### [What needs to be done]
In the entries below, filter for the word "while" and copy every matching line.

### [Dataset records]

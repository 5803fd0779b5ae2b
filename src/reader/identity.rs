//! Identity glue.
//!
//! Sign-in itself belongs to an external identity provider. This module
//! consumes what it reports, keeps a local user record per identity, and
//! resolves the admin flag from the stored role once per sign-in. Any failure
//! while resolving the role yields the least-privileged role rather than a
//! failed sign-in.

use std::sync::Arc;

use anyhow::Result;
use async_trait::async_trait;
use axum::http::HeaderMap;
use serde::Serialize;
use tokio::sync::watch;
use tokio::task::JoinHandle;

use super::models::{Role, UserIdentity};
use super::store::ContentStore;
use crate::config::IdentityConfig;

/// Abstraction over the external identity provider.
#[async_trait]
pub trait IdentityProvider: Send + Sync {
    async fn sign_in(&self) -> Result<UserIdentity>;

    async fn sign_out(&self) -> Result<()>;

    /// Fires with the current identity, or `None` once signed out.
    fn subscribe(&self) -> watch::Receiver<Option<UserIdentity>>;
}

/// Provider for local tooling: signs in as a fixed identity.
pub struct LocalIdentityProvider {
    identity: UserIdentity,
    tx: watch::Sender<Option<UserIdentity>>,
}

impl LocalIdentityProvider {
    pub fn new(identity: UserIdentity) -> Self {
        let (tx, _rx) = watch::channel(None);
        Self { identity, tx }
    }
}

#[async_trait]
impl IdentityProvider for LocalIdentityProvider {
    async fn sign_in(&self) -> Result<UserIdentity> {
        self.tx.send_replace(Some(self.identity.clone()));
        Ok(self.identity.clone())
    }

    async fn sign_out(&self) -> Result<()> {
        self.tx.send_replace(None);
        Ok(())
    }

    fn subscribe(&self) -> watch::Receiver<Option<UserIdentity>> {
        self.tx.subscribe()
    }
}

/// Signed-in identity plus its resolved role.
#[derive(Debug, Clone, Default, PartialEq, Serialize)]
pub struct AuthState {
    pub identity: Option<UserIdentity>,
    pub role: Role,
}

impl AuthState {
    pub fn is_admin(&self) -> bool {
        self.identity.is_some() && self.role.is_admin()
    }

    pub fn uid(&self) -> Option<&str> {
        self.identity.as_ref().map(|i| i.uid.as_str())
    }
}

/// Record the identity in the store and resolve its role.
pub async fn resolve_identity<S: ContentStore + ?Sized>(
    store: &S,
    identity: Option<UserIdentity>,
) -> AuthState {
    let Some(identity) = identity else {
        tracing::info!("user signed out");
        return AuthState::default();
    };

    let role = match store.upsert_user(&identity).await {
        Ok(_) => match store.get_user_role(&identity.uid).await {
            Ok(role) => role,
            Err(e) => {
                tracing::warn!(uid = %identity.uid, error = %e, "failed to fetch user role");
                Role::User
            }
        },
        Err(e) => {
            tracing::warn!(uid = %identity.uid, error = %e, "failed to record user");
            Role::User
        }
    };
    tracing::info!(uid = %identity.uid, role = %role, "user signed in");
    AuthState {
        identity: Some(identity),
        role,
    }
}

/// Resolve the role of an already-known identity without recording a
/// sign-in. Unknown users and lookup failures get the least-privileged role.
pub async fn lookup_identity<S: ContentStore + ?Sized>(
    store: &S,
    identity: Option<UserIdentity>,
) -> AuthState {
    let Some(identity) = identity else {
        return AuthState::default();
    };
    let role = match store.get_user_role(&identity.uid).await {
        Ok(role) => role,
        Err(e) => {
            tracing::warn!(uid = %identity.uid, error = %e, "failed to fetch user role");
            Role::User
        }
    };
    AuthState {
        identity: Some(identity),
        role,
    }
}

/// Follow a provider's identity changes, resolving the role on each change.
pub fn follow_identity<S>(
    provider: &dyn IdentityProvider,
    store: Arc<S>,
) -> (watch::Receiver<AuthState>, JoinHandle<()>)
where
    S: ContentStore + ?Sized + 'static,
{
    let mut identities = provider.subscribe();
    let (tx, rx) = watch::channel(AuthState::default());
    let handle = tokio::spawn(async move {
        while identities.changed().await.is_ok() {
            let identity = identities.borrow_and_update().clone();
            let state = resolve_identity(store.as_ref(), identity).await;
            if tx.send(state).is_err() {
                break;
            }
        }
    });
    (rx, handle)
}

/// Read the identity forwarded by the fronting identity provider.
/// Returns `None` when the user header is absent or blank, or when a proxy
/// secret is configured and the request doesn't carry it.
pub fn identity_from_headers(headers: &HeaderMap, config: &IdentityConfig) -> Option<UserIdentity> {
    let header = |name: &str| {
        headers
            .get(name)
            .and_then(|v| v.to_str().ok())
            .map(str::trim)
            .filter(|v| !v.is_empty())
            .map(str::to_string)
    };
    let uid = header(&config.user_header)?;
    if let Some(secret) = &config.trusted_proxy_secret {
        let presented = header(&config.secret_header);
        if !presented.is_some_and(|p| secrets_match(&p, secret)) {
            tracing::warn!(%uid, "ignoring identity headers without a valid proxy secret");
            return None;
        }
    }
    Some(UserIdentity {
        uid,
        email: header(&config.email_header),
        name: header(&config.name_header),
        photo_url: header(&config.photo_header),
    })
}

/// Compare without short-circuiting on the first differing byte.
fn secrets_match(presented: &str, expected: &str) -> bool {
    let (a, b) = (presented.as_bytes(), expected.as_bytes());
    a.len() == b.len() && a.iter().zip(b).fold(0u8, |acc, (x, y)| acc | (x ^ y)) == 0
}

#[cfg(test)]
mod tests {
    use super::*;
    use crate::reader::store::testing::RecordingStore;
    use axum::http::HeaderValue;

    #[tokio::test]
    async fn test_new_identity_resolves_to_user() {
        let store = RecordingStore::new();
        let auth = resolve_identity(&store, Some(UserIdentity::new("u1"))).await;
        assert_eq!(auth.role, Role::User);
        assert!(!auth.is_admin());
        assert_eq!(auth.uid(), Some("u1"));
    }

    #[tokio::test]
    async fn test_admin_identity_resolves_to_admin() {
        let store = RecordingStore::new();
        store.set_user_role("boss", Role::Admin).await.unwrap();
        let auth = resolve_identity(&store, Some(UserIdentity::new("boss"))).await;
        assert!(auth.is_admin());
    }

    #[tokio::test]
    async fn test_store_failure_defaults_to_least_privilege() {
        let store = RecordingStore::new();
        store.set_user_role("boss", Role::Admin).await.unwrap();
        store.set_failing(true);
        let auth = resolve_identity(&store, Some(UserIdentity::new("boss"))).await;
        assert_eq!(auth.role, Role::User);
        assert!(auth.identity.is_some());
    }

    #[tokio::test]
    async fn test_sign_out_clears_state() {
        let store = RecordingStore::new();
        let auth = resolve_identity(&store, None).await;
        assert_eq!(auth, AuthState::default());
        assert_eq!(store.call_count(), 0);
    }

    #[tokio::test]
    async fn test_follow_identity_tracks_sign_in_and_out() {
        let store = Arc::new(RecordingStore::new());
        store.set_user_role("ed", Role::Admin).await.unwrap();
        let provider = LocalIdentityProvider::new(UserIdentity::new("ed"));
        let (mut auth_rx, _handle) = follow_identity(&provider, store.clone());

        provider.sign_in().await.unwrap();
        let signed_in = auth_rx
            .wait_for(|a| a.identity.is_some())
            .await
            .unwrap()
            .clone();
        assert!(signed_in.is_admin());

        provider.sign_out().await.unwrap();
        let signed_out = auth_rx
            .wait_for(|a| a.identity.is_none())
            .await
            .unwrap()
            .clone();
        assert!(!signed_out.is_admin());
    }

    #[test]
    fn test_identity_from_headers() {
        let config = IdentityConfig::default();
        let mut headers = HeaderMap::new();
        assert!(identity_from_headers(&headers, &config).is_none());

        headers.insert("x-auth-user", HeaderValue::from_static("  "));
        assert!(identity_from_headers(&headers, &config).is_none());

        headers.insert("x-auth-user", HeaderValue::from_static("uid-9"));
        headers.insert("x-auth-email", HeaderValue::from_static("nine@example.com"));
        let identity = identity_from_headers(&headers, &config).unwrap();
        assert_eq!(identity.uid, "uid-9");
        assert_eq!(identity.email.as_deref(), Some("nine@example.com"));
        assert!(identity.name.is_none());
    }

    #[test]
    fn test_identity_headers_require_proxy_secret_when_configured() {
        let config = IdentityConfig {
            trusted_proxy_secret: Some("s3cret".into()),
            ..IdentityConfig::default()
        };
        let mut headers = HeaderMap::new();
        headers.insert("x-auth-user", HeaderValue::from_static("boss"));
        assert!(identity_from_headers(&headers, &config).is_none());

        headers.insert("x-pagewise-proxy-secret", HeaderValue::from_static("s3creT"));
        assert!(identity_from_headers(&headers, &config).is_none());

        headers.insert("x-pagewise-proxy-secret", HeaderValue::from_static("s3cret"));
        assert_eq!(identity_from_headers(&headers, &config).unwrap().uid, "boss");
    }

    #[tokio::test]
    async fn test_lookup_identity_does_not_record_user() {
        let store = RecordingStore::new();
        store.set_user_role("boss", Role::Admin).await.unwrap();

        let auth = lookup_identity(&store, Some(UserIdentity::new("boss"))).await;
        assert!(auth.is_admin());
        let auth = lookup_identity(&store, Some(UserIdentity::new("stranger"))).await;
        assert_eq!(auth.role, Role::User);
        assert!(store.db.lock_sync().unwrap().get_user("stranger").unwrap().is_none());
        assert!(!store.log.lock().unwrap().iter().any(|op| op == "upsert_user"));

        store.set_failing(true);
        let auth = lookup_identity(&store, Some(UserIdentity::new("boss"))).await;
        assert_eq!(auth.role, Role::User);
    }
}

### [Solution for this problem]
//! while resolving the role yields the least-privileged role rather than a
        while identities.changed().await.is_ok() {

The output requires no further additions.